Bari Sardo (Barì; Custodia Rubriensis) is a town and comune (municipality) in the Province of Ogliastra in the autonomous island region of Sardinia in Italy, located about 120 km northeast of Cagliari and about 9 km south of Tortolì.
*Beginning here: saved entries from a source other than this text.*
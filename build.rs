// Link libtorch with an rpath so the binary, tests and benches run without LD_LIBRARY_PATH.
fn main() {
    let os = std::env::var("CARGO_CFG_TARGET_OS").unwrap_or_default();

    if matches!(os.as_str(), "linux" | "windows") {
        if let Some(lib_path) = std::env::var_os("DEP_TCH_LIBTORCH_LIB") {
            println!("cargo:rustc-link-arg=-Wl,-rpath={}", lib_path.to_string_lossy());
        }
        println!("cargo:rustc-link-arg=-Wl,--no-as-needed");
        println!("cargo:rustc-link-arg=-ltorch");
    }
    println!("cargo:rerun-if-changed=build.rs");
}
It has 3,770 inhabitants.

Bari Sardo borders the municipalities of Cardedu, Ilbono, Lanusei, Loceri, and Tortolì.

== Climate ==

Climate data for Bari Sardo (1981-2020)
| Month | Jan | Feb | Mar | Apr | May | Jun | Jul | Aug | Sep | Oct | Nov | Dec | Year |
| Mean daily maximum °C (°F) | 15.0 (59.0) | 16.2 (61.2) | 18.6 (65.5) | 20.7 (69.3) | 24.7 (76.5) | 28.9 (84.0) | 32.2 (90.0) | 32.5 (90.5) | 28.5 (83.3) | 24.7 (76.5) | 20.0 (68.0) | 16.1 (61.0) | 23.2 (73.8) |
| Mean daily minimum °C (°F) | 5.3 (41.5) | 5.6 (42.1) | 7.2 (45.0) | 8.9 (48.0) | 13.0 (55.4) | 16.9 (62.4) | 20.3 (68.5) | 21.0 (69.8) | 17.5 (63.5) | 14.0 (57.2) | 9.9 (49.8) | 6.9 (44.4) | 12.2 (54.0) |
Source: Climatologia della Sardegna per il trentennio 1981-2010

== Demographics ==
As of 2026, the population is 3,770, of which 48.4% are male, and 51.6% are female. Minors make up 13.3% of the population, and seniors make up 29.7%.

=== Immigration ===
As of 2025, immigrants make up 7.0% of the total population. The 5 largest foreign countries of birth are Germany, Morocco, Romania, France, and Brazil.